(GIVEN ENTRIES Opens)

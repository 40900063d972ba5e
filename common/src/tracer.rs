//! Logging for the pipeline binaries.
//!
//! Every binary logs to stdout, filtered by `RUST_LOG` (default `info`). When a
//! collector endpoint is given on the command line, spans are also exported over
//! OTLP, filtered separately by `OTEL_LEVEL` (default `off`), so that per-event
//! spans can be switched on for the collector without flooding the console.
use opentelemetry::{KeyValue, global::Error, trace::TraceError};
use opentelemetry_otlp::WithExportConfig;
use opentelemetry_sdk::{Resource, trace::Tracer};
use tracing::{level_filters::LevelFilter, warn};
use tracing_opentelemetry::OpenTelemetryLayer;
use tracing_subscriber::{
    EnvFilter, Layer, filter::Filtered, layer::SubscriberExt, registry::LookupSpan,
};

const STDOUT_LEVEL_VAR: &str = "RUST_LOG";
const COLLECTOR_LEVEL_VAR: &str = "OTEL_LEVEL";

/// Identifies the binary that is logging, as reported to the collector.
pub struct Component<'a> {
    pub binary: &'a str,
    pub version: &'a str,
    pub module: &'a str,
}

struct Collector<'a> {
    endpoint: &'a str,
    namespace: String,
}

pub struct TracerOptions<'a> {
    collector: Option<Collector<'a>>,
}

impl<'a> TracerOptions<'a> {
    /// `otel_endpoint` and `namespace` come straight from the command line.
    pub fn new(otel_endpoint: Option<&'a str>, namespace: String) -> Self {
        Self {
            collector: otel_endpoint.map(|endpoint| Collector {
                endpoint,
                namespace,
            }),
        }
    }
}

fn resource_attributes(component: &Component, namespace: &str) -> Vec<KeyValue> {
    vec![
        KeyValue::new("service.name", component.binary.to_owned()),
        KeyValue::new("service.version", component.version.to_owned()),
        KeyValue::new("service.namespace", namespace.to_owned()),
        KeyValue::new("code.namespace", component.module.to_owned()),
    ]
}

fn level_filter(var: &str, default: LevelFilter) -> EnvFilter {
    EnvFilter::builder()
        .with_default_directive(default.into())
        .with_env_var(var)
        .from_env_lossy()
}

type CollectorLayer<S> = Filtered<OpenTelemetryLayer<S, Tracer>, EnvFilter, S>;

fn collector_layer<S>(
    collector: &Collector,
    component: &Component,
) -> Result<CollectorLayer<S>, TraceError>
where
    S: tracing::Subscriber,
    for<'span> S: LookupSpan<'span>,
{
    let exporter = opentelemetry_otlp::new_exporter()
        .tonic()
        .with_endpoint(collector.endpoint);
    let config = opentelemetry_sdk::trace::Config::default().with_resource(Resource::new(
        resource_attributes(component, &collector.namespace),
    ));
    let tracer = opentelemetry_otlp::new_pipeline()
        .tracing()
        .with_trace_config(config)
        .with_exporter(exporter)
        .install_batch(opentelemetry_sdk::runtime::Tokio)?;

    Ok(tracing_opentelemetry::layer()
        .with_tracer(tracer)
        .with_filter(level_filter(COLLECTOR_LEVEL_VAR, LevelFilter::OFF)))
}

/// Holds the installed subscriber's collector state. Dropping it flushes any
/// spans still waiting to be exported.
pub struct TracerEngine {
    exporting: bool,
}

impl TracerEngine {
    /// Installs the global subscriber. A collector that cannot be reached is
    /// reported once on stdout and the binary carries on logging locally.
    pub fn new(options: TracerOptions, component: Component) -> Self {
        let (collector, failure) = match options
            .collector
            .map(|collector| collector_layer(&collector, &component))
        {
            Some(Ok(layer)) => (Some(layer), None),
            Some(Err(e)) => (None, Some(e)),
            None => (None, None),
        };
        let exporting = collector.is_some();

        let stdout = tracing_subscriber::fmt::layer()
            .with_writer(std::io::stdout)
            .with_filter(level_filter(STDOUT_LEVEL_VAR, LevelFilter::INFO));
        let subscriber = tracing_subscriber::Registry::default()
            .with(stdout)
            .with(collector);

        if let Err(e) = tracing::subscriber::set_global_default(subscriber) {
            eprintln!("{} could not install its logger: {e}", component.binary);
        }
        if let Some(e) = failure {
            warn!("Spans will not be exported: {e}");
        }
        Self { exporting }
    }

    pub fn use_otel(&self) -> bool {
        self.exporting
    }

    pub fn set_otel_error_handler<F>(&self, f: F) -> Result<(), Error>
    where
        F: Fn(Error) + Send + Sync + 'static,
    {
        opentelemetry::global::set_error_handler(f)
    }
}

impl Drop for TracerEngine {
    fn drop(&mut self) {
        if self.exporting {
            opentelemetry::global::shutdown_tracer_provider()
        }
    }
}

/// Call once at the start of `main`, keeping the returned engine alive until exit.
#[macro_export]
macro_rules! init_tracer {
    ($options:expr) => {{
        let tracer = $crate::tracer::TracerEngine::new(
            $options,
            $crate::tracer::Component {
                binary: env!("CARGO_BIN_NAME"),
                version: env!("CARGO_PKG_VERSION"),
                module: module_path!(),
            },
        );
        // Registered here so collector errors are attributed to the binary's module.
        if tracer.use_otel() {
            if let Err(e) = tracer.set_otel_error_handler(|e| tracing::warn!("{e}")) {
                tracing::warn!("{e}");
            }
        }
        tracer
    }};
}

(GIVEN ENTRIES Closes)
(GIVEN ENTRIES Opens)

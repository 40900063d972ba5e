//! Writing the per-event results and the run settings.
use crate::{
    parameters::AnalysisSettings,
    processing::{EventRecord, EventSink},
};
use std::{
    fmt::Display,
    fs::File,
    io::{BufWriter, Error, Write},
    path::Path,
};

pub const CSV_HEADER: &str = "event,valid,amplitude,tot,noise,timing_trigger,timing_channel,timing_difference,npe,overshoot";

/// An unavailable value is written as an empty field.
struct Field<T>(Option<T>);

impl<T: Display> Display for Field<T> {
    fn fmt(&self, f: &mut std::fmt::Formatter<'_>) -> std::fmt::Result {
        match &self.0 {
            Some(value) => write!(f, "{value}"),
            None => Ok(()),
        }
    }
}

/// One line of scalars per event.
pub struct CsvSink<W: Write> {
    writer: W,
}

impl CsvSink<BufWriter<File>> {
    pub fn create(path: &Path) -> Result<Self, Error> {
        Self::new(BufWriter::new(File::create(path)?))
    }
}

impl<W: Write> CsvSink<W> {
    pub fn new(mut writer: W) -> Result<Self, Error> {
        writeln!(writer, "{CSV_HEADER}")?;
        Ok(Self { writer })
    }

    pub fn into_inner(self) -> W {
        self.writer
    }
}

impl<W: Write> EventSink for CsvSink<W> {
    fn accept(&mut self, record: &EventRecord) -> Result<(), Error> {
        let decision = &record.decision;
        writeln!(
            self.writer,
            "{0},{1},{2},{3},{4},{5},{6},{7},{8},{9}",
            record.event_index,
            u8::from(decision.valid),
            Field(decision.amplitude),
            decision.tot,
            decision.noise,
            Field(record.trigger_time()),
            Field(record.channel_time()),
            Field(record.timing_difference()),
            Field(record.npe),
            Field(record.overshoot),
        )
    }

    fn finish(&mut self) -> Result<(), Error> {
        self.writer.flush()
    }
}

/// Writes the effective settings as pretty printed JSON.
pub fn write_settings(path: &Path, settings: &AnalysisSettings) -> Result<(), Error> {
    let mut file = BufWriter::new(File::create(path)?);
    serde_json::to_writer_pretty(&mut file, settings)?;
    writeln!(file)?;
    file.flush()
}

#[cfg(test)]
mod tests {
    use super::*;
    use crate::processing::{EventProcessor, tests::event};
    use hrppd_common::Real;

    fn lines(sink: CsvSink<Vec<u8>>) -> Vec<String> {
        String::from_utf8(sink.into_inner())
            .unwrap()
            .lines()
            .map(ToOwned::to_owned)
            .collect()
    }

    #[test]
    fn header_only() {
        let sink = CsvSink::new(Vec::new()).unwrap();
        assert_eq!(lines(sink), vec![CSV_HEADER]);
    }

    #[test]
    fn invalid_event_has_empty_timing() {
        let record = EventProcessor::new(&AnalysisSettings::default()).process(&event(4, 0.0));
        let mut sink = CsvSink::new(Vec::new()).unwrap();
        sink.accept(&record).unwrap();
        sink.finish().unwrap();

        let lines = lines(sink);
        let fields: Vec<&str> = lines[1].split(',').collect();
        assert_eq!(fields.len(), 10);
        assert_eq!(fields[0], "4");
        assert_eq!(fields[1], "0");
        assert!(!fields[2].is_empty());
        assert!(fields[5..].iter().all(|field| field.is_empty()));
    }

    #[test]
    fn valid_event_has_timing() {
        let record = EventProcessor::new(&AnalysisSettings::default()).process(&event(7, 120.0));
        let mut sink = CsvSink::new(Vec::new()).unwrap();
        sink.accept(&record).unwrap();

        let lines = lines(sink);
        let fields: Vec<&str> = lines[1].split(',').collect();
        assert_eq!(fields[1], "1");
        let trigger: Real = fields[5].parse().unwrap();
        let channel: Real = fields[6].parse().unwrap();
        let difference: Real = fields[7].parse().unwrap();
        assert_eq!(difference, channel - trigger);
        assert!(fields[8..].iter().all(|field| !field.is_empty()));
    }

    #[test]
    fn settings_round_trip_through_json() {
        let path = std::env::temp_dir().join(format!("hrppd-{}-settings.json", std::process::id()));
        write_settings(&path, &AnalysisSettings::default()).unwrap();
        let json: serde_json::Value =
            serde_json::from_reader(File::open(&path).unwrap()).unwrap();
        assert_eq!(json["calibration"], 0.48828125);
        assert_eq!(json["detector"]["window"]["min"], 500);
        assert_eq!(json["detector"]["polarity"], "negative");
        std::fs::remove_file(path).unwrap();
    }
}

(GIVEN ENTRIES Closes)
(GIVEN ENTRIES Opens)

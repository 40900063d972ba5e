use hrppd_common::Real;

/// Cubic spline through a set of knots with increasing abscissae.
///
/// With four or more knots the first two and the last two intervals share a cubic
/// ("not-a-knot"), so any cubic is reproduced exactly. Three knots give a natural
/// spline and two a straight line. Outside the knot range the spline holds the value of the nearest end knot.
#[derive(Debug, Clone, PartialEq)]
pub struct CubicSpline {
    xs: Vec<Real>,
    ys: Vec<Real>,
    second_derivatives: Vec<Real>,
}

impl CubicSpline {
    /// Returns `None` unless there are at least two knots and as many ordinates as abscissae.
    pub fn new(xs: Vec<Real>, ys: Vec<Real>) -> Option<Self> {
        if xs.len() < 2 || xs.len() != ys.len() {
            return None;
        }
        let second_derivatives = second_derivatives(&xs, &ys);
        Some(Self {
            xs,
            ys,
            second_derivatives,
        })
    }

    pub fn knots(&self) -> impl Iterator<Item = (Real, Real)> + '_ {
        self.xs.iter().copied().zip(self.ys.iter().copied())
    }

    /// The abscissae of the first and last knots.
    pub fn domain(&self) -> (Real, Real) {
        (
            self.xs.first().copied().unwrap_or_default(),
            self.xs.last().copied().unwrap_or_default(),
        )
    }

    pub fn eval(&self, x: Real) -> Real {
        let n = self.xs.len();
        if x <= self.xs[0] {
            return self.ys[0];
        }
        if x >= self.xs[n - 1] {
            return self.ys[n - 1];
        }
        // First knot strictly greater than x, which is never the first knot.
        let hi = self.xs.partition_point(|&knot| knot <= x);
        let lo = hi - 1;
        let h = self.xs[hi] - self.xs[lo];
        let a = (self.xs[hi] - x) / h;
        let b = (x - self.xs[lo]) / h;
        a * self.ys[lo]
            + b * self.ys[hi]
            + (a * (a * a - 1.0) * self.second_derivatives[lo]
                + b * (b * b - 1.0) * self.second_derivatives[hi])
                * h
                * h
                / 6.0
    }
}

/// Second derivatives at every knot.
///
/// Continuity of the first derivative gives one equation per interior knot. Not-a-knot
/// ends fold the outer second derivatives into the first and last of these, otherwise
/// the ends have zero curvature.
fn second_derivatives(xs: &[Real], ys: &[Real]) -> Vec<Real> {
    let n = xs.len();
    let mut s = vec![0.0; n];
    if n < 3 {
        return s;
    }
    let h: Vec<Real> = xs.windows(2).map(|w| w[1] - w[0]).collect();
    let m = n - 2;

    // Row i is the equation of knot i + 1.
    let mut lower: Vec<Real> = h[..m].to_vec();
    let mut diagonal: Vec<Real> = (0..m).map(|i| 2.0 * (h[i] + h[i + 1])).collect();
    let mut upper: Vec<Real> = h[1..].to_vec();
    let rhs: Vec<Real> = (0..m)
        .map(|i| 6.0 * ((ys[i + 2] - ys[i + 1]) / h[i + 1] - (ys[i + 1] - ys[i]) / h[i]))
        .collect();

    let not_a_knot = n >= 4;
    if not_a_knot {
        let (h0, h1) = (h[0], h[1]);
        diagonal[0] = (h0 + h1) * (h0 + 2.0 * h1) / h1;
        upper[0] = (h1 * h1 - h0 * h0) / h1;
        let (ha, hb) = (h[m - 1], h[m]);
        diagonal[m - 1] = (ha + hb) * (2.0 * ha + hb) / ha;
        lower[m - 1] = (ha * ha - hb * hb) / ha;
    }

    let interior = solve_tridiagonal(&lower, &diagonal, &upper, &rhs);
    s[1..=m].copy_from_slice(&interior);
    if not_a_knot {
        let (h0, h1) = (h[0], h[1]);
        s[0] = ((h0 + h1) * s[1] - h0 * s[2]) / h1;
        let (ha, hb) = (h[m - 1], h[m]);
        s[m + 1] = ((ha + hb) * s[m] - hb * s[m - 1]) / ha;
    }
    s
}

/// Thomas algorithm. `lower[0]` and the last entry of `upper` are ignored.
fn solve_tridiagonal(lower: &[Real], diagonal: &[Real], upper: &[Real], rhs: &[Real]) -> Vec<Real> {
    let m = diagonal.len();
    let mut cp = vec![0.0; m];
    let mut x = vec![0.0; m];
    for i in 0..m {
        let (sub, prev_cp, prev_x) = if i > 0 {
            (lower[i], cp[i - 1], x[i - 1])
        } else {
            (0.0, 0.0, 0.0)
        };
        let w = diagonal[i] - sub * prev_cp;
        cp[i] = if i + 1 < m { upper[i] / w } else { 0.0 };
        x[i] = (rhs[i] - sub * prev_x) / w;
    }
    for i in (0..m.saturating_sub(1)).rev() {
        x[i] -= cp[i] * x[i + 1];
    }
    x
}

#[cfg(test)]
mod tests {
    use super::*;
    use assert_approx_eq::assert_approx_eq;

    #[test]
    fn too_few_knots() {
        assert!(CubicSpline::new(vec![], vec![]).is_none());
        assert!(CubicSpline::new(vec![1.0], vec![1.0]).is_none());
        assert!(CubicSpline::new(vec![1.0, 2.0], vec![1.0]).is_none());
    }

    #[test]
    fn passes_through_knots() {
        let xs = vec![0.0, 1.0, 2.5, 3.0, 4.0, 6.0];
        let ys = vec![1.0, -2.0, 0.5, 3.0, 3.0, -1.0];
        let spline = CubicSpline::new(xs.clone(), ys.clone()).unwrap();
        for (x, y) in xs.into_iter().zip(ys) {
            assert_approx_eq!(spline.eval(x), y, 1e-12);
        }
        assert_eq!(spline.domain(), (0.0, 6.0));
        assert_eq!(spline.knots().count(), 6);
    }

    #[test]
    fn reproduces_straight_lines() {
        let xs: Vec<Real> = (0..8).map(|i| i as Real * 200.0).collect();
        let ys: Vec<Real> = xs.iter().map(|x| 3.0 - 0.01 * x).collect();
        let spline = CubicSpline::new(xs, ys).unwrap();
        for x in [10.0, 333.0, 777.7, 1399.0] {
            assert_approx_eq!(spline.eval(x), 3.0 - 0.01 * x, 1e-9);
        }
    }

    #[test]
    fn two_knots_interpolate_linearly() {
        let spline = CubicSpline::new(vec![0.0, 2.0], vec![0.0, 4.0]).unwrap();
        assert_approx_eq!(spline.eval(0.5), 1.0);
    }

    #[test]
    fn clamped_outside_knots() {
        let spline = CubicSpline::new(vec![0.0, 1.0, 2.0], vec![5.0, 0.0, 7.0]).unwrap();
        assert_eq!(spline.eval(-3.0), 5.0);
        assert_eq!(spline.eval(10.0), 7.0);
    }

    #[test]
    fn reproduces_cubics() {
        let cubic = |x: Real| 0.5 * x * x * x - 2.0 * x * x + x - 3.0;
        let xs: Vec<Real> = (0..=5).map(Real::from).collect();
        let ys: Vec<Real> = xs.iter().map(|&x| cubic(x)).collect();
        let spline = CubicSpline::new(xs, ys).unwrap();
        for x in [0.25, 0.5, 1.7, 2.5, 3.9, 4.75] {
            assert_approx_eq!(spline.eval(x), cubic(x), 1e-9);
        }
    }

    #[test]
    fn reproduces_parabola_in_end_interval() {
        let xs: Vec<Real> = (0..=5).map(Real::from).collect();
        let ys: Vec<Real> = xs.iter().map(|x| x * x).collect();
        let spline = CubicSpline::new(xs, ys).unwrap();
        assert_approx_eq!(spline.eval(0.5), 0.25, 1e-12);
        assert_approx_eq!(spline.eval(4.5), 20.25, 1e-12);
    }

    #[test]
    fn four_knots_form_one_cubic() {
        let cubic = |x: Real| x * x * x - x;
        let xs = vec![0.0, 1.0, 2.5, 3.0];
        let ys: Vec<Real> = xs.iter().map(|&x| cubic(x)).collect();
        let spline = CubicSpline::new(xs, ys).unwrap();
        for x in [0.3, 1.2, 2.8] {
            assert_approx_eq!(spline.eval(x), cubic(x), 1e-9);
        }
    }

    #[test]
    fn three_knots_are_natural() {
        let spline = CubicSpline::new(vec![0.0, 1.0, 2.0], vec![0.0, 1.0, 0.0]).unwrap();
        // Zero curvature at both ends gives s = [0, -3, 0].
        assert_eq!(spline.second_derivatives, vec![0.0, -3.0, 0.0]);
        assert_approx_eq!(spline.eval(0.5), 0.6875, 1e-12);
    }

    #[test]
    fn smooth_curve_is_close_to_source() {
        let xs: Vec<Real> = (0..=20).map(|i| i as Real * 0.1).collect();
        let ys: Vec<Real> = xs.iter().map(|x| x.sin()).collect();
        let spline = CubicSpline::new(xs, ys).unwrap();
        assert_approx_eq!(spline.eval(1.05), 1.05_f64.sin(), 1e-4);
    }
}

(GIVEN ENTRIES Closes)

### EXERCISE GOAL:
Print exactly the lines above, between the one holding "let ys: Vec<Real> = xs.iter().map(|x| 3.0" and the one holding "assert_approx_eq!(spline.eval(x), 3.0 - 0.01", inclusive, and nothing besides.

### SOLUTION TO THE EXERCISE:
        let ys: Vec<Real> = xs.iter().map(|x| 3.0 - 0.01 * x).collect();
        let spline = CubicSpline::new(xs, ys).unwrap();
        for x in [10.0, 333.0, 777.7, 1399.0] {
            assert_approx_eq!(spline.eval(x), 3.0 - 0.01 * x, 1e-9);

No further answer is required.